### WHAT TO PRODUCE
Only one number is expected here, namely how many lines of the entries below hold the string "Rotate".

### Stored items
+++++
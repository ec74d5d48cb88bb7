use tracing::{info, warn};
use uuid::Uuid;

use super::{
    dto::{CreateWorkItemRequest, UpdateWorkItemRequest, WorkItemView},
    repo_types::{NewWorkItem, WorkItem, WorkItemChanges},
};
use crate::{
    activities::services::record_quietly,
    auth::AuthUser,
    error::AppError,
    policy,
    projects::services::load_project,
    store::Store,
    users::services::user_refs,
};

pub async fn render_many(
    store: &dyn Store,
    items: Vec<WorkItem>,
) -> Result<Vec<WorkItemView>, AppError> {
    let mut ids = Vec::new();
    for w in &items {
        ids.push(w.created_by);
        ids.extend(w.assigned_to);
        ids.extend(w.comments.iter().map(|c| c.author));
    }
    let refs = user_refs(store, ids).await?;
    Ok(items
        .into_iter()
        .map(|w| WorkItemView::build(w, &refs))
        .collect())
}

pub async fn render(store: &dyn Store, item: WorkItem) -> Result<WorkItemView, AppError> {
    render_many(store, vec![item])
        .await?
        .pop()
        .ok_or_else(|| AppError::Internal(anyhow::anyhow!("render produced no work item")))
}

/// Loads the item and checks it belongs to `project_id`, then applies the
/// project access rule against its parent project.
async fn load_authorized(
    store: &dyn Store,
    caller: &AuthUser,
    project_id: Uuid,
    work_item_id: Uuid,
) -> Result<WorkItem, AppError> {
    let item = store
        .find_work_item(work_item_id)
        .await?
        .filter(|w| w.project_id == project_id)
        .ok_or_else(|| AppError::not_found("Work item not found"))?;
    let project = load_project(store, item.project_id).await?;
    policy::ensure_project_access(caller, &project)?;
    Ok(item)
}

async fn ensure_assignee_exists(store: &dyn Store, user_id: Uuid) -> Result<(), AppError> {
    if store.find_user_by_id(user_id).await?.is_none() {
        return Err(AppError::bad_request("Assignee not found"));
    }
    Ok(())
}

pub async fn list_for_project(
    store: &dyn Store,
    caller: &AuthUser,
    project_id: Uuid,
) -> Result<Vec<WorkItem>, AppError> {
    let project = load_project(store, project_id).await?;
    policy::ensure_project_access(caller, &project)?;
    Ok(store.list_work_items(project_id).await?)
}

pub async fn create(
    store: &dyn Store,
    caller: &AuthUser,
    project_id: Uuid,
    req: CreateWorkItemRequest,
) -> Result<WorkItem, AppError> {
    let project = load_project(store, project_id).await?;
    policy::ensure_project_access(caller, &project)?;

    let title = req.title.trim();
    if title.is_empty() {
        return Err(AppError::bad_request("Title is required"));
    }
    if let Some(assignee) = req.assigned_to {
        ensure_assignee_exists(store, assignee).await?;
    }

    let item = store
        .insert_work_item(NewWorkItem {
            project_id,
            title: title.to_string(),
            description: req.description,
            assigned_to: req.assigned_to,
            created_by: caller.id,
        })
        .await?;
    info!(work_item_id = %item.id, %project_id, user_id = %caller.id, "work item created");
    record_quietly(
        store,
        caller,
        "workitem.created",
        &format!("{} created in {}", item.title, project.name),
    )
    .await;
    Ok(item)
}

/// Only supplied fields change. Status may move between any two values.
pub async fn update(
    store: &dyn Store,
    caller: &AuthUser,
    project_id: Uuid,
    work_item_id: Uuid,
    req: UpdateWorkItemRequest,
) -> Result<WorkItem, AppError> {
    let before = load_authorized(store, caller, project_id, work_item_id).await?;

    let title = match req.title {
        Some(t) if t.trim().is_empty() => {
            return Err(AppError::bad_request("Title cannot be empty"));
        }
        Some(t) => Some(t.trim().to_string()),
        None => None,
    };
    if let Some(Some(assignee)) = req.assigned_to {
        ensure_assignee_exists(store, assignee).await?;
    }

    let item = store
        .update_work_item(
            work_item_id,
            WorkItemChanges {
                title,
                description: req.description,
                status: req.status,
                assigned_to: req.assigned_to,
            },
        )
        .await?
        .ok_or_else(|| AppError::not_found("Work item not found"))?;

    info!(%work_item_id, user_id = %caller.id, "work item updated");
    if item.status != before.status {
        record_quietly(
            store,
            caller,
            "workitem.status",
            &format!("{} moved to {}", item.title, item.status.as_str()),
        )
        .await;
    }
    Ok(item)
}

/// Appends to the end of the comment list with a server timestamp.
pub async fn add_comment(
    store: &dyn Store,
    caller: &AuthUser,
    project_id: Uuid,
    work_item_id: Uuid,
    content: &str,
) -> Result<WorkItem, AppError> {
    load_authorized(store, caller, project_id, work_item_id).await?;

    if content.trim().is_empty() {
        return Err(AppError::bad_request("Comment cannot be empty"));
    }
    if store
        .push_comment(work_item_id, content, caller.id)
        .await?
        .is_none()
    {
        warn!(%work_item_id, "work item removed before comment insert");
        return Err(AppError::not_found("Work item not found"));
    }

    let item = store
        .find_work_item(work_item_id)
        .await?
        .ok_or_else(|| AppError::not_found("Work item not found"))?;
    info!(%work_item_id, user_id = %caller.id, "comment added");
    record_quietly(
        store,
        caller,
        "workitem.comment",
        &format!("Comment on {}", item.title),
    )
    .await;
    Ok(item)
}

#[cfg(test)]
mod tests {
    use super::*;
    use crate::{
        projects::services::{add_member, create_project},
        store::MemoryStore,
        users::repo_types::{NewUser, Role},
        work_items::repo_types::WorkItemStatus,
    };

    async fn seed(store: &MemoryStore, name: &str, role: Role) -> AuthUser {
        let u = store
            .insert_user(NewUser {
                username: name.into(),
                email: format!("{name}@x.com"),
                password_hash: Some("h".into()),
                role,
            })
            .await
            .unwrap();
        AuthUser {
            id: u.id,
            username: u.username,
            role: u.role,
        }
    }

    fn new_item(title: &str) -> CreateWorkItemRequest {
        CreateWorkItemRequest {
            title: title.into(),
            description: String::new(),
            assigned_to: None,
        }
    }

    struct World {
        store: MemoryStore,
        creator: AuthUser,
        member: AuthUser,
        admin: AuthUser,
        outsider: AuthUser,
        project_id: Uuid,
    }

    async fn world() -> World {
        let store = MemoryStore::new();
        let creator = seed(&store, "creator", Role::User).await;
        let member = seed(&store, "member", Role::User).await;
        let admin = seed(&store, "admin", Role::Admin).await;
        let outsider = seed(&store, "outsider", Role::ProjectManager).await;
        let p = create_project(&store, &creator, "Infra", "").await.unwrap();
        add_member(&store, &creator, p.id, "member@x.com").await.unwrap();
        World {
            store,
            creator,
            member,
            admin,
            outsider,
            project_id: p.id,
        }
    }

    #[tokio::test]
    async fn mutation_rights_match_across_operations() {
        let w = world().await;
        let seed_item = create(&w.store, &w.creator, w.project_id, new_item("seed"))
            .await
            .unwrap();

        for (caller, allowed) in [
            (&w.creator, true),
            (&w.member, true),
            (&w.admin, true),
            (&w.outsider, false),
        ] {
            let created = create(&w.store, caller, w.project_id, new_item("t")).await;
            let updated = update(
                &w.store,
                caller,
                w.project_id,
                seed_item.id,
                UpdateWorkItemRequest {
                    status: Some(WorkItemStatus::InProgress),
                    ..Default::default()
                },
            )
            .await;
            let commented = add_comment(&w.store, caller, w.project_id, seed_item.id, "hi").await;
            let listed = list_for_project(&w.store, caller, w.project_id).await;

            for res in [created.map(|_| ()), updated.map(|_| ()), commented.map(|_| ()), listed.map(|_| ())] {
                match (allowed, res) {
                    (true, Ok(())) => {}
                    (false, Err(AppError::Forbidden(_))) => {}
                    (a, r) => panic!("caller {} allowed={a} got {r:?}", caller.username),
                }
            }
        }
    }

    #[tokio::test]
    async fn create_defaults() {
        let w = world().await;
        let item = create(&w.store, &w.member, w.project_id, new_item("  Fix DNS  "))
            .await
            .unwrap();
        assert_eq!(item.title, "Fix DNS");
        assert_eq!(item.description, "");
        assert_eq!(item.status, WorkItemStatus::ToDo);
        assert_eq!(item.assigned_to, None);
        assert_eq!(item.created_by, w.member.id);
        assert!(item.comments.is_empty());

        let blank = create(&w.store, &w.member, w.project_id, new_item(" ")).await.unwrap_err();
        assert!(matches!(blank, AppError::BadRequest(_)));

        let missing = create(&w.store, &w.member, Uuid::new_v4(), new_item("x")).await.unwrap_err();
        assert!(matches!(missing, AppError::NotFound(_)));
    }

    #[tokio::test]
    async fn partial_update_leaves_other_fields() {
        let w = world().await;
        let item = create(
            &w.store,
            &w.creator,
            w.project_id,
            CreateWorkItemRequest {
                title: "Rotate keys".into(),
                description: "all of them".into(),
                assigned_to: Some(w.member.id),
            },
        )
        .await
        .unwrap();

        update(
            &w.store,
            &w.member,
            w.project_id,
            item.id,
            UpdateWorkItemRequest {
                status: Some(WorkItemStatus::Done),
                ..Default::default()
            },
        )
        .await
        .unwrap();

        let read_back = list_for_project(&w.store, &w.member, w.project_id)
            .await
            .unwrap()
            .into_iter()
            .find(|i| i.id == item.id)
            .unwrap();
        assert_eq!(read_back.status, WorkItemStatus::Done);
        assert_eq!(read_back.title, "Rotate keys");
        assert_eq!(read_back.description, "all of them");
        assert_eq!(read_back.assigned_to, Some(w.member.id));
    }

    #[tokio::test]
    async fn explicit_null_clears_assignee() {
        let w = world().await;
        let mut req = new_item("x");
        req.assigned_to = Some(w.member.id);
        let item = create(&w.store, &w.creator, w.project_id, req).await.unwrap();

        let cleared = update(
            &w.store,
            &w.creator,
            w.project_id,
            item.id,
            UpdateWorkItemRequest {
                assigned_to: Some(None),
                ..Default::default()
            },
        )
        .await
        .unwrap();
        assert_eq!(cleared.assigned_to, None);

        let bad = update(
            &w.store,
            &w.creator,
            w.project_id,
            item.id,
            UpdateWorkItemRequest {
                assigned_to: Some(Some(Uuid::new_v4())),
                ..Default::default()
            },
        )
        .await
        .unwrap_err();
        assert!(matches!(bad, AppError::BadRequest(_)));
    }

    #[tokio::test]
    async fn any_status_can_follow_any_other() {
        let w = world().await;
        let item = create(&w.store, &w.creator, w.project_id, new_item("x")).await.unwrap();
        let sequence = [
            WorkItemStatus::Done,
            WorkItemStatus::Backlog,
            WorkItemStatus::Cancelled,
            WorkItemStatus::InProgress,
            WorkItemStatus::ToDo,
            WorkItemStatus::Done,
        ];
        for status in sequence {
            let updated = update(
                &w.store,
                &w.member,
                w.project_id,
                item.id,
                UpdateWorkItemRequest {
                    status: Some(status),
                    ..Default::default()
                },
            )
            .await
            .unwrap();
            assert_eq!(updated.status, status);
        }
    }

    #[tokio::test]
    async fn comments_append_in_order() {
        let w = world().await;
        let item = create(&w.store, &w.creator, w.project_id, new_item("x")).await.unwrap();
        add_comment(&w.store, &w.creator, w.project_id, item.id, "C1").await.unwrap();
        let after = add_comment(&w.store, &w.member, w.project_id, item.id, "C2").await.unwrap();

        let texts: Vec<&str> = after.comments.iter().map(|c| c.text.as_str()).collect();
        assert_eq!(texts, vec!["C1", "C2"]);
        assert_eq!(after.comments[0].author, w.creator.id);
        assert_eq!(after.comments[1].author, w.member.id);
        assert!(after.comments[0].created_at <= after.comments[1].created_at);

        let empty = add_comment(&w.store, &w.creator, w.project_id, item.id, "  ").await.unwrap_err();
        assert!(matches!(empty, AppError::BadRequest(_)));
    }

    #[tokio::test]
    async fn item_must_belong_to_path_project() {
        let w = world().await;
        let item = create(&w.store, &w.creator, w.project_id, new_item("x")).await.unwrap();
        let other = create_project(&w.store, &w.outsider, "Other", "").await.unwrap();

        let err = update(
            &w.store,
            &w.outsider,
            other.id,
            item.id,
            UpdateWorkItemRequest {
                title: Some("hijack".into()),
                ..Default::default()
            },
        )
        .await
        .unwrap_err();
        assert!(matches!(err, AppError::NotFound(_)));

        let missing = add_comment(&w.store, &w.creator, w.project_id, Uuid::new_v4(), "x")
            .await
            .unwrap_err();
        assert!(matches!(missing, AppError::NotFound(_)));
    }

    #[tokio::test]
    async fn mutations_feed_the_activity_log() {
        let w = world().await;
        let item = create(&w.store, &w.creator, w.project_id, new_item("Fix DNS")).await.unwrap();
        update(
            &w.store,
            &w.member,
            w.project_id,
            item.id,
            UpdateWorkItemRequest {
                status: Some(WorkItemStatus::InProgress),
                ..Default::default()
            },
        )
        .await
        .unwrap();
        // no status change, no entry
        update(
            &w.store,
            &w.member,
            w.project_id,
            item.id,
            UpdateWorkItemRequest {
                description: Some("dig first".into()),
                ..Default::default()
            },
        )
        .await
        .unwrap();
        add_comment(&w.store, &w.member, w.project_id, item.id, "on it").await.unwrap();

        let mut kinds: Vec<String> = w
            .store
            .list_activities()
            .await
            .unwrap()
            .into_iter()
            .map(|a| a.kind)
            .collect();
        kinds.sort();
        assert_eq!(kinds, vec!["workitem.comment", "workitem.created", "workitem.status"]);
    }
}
+++++
### EXERCISE SOLUTION
2